The sound profile is the main clue. A possum produces a heavy, slow, deliberate thump that moves along ceiling runs in a way no rat does — rats make light, rapid scratching that darts quickly back and forth. A brushtail also makes a guttural cough or hiss; a ringtail makes a soft bird-like chirp. Possum activity peaks around dusk and dawn and through the night, following the same broad paths rather than the erratic movement of a rodent. Droppings also differ: possum droppings are larger (1–2 cm), cylindrical and fibrous from a plant diet; rat droppings are spindle-shaped and smaller. If you are unsure, an inspection confirms which animal is present and determines the correct response.

Can I trap a possum myself?

For common brushtail possums, a GiC Order under the Wildlife Act permits residents to use a cage trap, but only to release the animal on the same property within 50 metres and after sunset on the day of capture. Ringtail possums cannot be trapped without a specific permit. In practice, a licensed operator is the sensible choice: they carry the right equipment, know which species requires which authority, can safely handle the animal, and will seal the entry points to prevent re-entry — the part that determines whether the problem is actually solved.
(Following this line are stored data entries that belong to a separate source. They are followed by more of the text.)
use std::path::PathBuf;

use anyhow::{anyhow, Result};
use chrono::{DateTime, Utc};
use clap::{Parser, Subcommand};
use gopilot::infrastructure::{group_by_session, AuditEntry, AuditEventKind, AuditReader};
use gopilot::session::SessionState;
use serde::Serialize;
use tracing::{info, warn};

/// Summarize gopilot session audit logs.
#[derive(Parser, Debug)]
#[command(name = "audit_tool")]
#[command(about = "Summarize gopilot audit logs into sessions and timelines")]
struct Args {
    /// Path to the NDJSON audit log
    log: PathBuf,

    /// Emit JSON instead of a text table
    #[arg(long)]
    json: bool,

    #[command(subcommand)]
    command: Command,
}

#[derive(Subcommand, Debug)]
enum Command {
    /// One line per session
    Sessions,
    /// Full timeline of one session
    Show {
        /// Session id, or a unique prefix of it
        id: String,
    },
}

#[derive(Debug, Serialize)]
struct SessionOverview {
    session_id: String,
    started_at: DateTime<Utc>,
    last_event_at: DateTime<Utc>,
    entries: usize,
    captures: usize,
    last_event: AuditEventKind,
    final_state: SessionState,
    closed: bool,
}

impl SessionOverview {
    fn from_entries(session_id: String, entries: &[AuditEntry]) -> Option<Self> {
        let first = entries.first()?;
        let last = entries.last()?;
        Some(Self {
            session_id,
            started_at: first.timestamp,
            last_event_at: last.timestamp,
            entries: entries.len(),
            captures: entries
                .iter()
                .filter(|e| e.event_kind == AuditEventKind::CaptureStarted)
                .count(),
            last_event: last.event_kind,
            final_state: last.to_state,
            closed: last.event_kind.is_terminal(),
        })
    }
}

#[tokio::main]
async fn main() -> Result<()> {
    tracing_subscriber::fmt()
        .with_env_filter(
            tracing_subscriber::EnvFilter::try_from_default_env()
                .unwrap_or_else(|_| tracing_subscriber::EnvFilter::new("audit_tool=info")),
        )
        .with_writer(std::io::stderr)
        .init();

    let args = Args::parse();

    let entries = AuditReader::new(&args.log).read_all().await?;
    info!("Read {} entries from {}", entries.len(), args.log.display());
    let sessions = group_by_session(entries);

    match args.command {
        Command::Sessions => {
            let overviews: Vec<SessionOverview> = sessions
                .into_iter()
                .filter_map(|(id, entries)| SessionOverview::from_entries(id, &entries))
                .collect();
            if args.json {
                println!("{}", serde_json::to_string_pretty(&overviews)?);
            } else {
                print_overviews(&overviews);
            }
        }
        Command::Show { id } => {
            let mut matches = sessions
                .into_iter()
                .filter(|(session_id, _)| session_id.starts_with(&id));
            let (session_id, entries) = matches
                .next()
                .ok_or_else(|| anyhow!("No session matching '{}'", id))?;
            if matches.next().is_some() {
                return Err(anyhow!("Session prefix '{}' is ambiguous", id));
            }

            check_continuity(&entries);
            if args.json {
                println!("{}", serde_json::to_string_pretty(&entries)?);
            } else {
                println!("Session {}", session_id);
                for entry in &entries {
                    println!(
                        "  {}  {:<22} {:>14} -> {:<14} {}",
                        entry.timestamp.format("%Y-%m-%d %H:%M:%S%.3f"),
                        entry.event_kind.as_str(),
                        entry.from_state,
                        entry.to_state,
                        entry.detail
                    );
                }
            }
        }
    }

    Ok(())
}

fn print_overviews(overviews: &[SessionOverview]) {
    if overviews.is_empty() {
        println!("No sessions recorded");
        return;
    }
    println!(
        "{:<36}  {:<19}  {:>7}  {:>8}  {:<14}  {}",
        "SESSION", "STARTED", "ENTRIES", "CAPTURES", "FINAL STATE", "LAST EVENT"
    );
    for overview in overviews {
        println!(
            "{:<36}  {:<19}  {:>7}  {:>8}  {:<14}  {}{}",
            overview.session_id,
            overview.started_at.format("%Y-%m-%d %H:%M:%S"),
            overview.entries,
            overview.captures,
            overview.final_state,
            overview.last_event,
            if overview.closed { "" } else { " (open)" }
        );
    }
}

/// Warn when an entry does not start from the state the previous one left
fn check_continuity(entries: &[AuditEntry]) {
    for pair in entries.windows(2) {
        if pair[0].to_state != pair[1].from_state {
            warn!(
                "Gap in timeline: {} ended in {} but {} starts from {}",
                pair[0].event_kind, pair[0].to_state, pair[1].event_kind, pair[1].from_state
            );
        }
    }
}
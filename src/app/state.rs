use super::{ComponentState, VloggerOrchestrator};
use std::collections::HashMap;
use tracing::debug;

impl VloggerOrchestrator {
    /// Update component state
    pub async fn set_component_state(&self, component: &str, state: ComponentState) {
        let mut states = self.component_states.lock().await;
        states.insert(component.to_string(), state.clone());
        debug!("Component '{}' state changed to: {:?}", component, state);
    }

    pub async fn get_component_state(&self, component: &str) -> Option<ComponentState> {
        let states = self.component_states.lock().await;
        states.get(component).cloned()
    }

    pub async fn get_all_component_states(&self) -> HashMap<String, ComponentState> {
        let states = self.component_states.lock().await;
        states.clone()
    }
}
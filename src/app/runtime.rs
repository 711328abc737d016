use super::{ComponentState, ShutdownReason, VloggerOrchestrator};
use crate::camera::CameraMode;
use crate::error::Result;
use crate::keyboard_input::KeyboardInputHandler;
use crate::session::{ReadinessSource, RunnerSettings, SessionRunner, SessionSummary};
use std::sync::Arc;
use tokio::signal;
use tokio::sync::{mpsc, Mutex};
use tokio_util::sync::CancellationToken;
use tracing::{error, info};

impl VloggerOrchestrator {
    /// Plan the prompt and run one session with signal handling
    pub async fn run_session(
        &mut self,
        prompt: &str,
        mode: Option<CameraMode>,
        source: &mut dyn ReadinessSource,
    ) -> Result<SessionSummary> {
        let intent = self.planner.plan(prompt, mode).await?;
        info!(
            "Running session: '{}' ({})",
            intent.objective, intent.mode
        );

        self.setup_signal_handlers();

        let controls = if self.keyboard_enabled {
            let (sender, receiver) = mpsc::channel(8);
            let handler = KeyboardInputHandler::new(sender);
            self.set_component_state("keyboard", ComponentState::Starting)
                .await;
            handler.start().await?;
            self.keyboard_handler = Some(handler);
            self.set_component_state("keyboard", ComponentState::Running)
                .await;
            Some(receiver)
        } else {
            None
        };

        let runner = SessionRunner::new(
            Arc::clone(&self.machine),
            RunnerSettings::from(&self.config),
            self.cancellation_token.clone(),
        );

        self.set_component_state("session", ComponentState::Running)
            .await;
        let result = runner.run(intent, source, controls).await;

        {
            let mut reason = self.shutdown_reason.lock().await;
            if reason.is_none() {
                *reason = Some(match &result {
                    Ok(_) => ShutdownReason::SessionEnded,
                    Err(e) => ShutdownReason::Error(e.to_string()),
                });
            }
        }
        let state = if result.is_ok() {
            ComponentState::Stopped
        } else {
            ComponentState::Failed
        };
        self.set_component_state("session", state).await;

        result
    }

    /// Cancel the running session on SIGINT/SIGTERM
    fn setup_signal_handlers(&self) {
        // Handle SIGTERM - Unix only
        #[cfg(unix)]
        {
            let token = self.cancellation_token.clone();
            let reason = Arc::clone(&self.shutdown_reason);
            tokio::spawn(async move {
                let mut sigterm = match signal::unix::signal(signal::unix::SignalKind::terminate()) {
                    Ok(sigterm) => sigterm,
                    Err(e) => {
                        error!("Failed to register SIGTERM handler: {}", e);
                        return;
                    }
                };
                tokio::select! {
                    _ = token.cancelled() => {}
                    Some(()) = sigterm.recv() => {
                        info!("Received SIGTERM signal");
                        request_shutdown(&token, &reason, "SIGTERM").await;
                    }
                }
            });
        }

        // Handle SIGINT (Ctrl+C) - Cross-platform
        let token = self.cancellation_token.clone();
        let reason = Arc::clone(&self.shutdown_reason);
        tokio::spawn(async move {
            tokio::select! {
                _ = token.cancelled() => {}
                Ok(()) = signal::ctrl_c() => {
                    info!("Received SIGINT signal (Ctrl+C)");
                    request_shutdown(&token, &reason, "SIGINT").await;
                }
            }
        });
    }
}

async fn request_shutdown(
    token: &CancellationToken,
    reason: &Mutex<Option<ShutdownReason>>,
    signal_name: &str,
) {
    reason
        .lock()
        .await
        .get_or_insert(ShutdownReason::Signal(signal_name.to_string()));
    token.cancel();
}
Will a possum damage my home?

Possums do not gnaw wiring or structural timber the way rodents do, but months of regular occupation cause real damage. Urine soaks into insulation and ceiling plaster, producing staining and persistent odour. Droppings accumulate and attract insects. Entry points are often widened over time as the animal forces gaps. A possum carcass inside the roof produces a strong odour for several weeks. Addressing the entry points early — before the occupancy extends over a full season — limits the remediation needed.

How much does possum exclusion and proofing cost in Melbourne?

The cost depends on the size of the property, the number of entry points that need sealing, roof access conditions and whether retrieval or sanitisation is required. We give you a fixed price after the inspection, before any work begins, so there are no surprises. Call us on 03 9449 4244 or request a free quote and we will arrange a visit, most often the same day, to give you an accurate assessment.

Do you guarantee your possum proofing work?

Yes. Our possum exclusion and proofing work is backed by a pest-free guarantee. If possums re-enter the proofed areas within the guarantee period, we will return and rectify the issue at no extra charge. We will confirm the guarantee period in writing with your quote.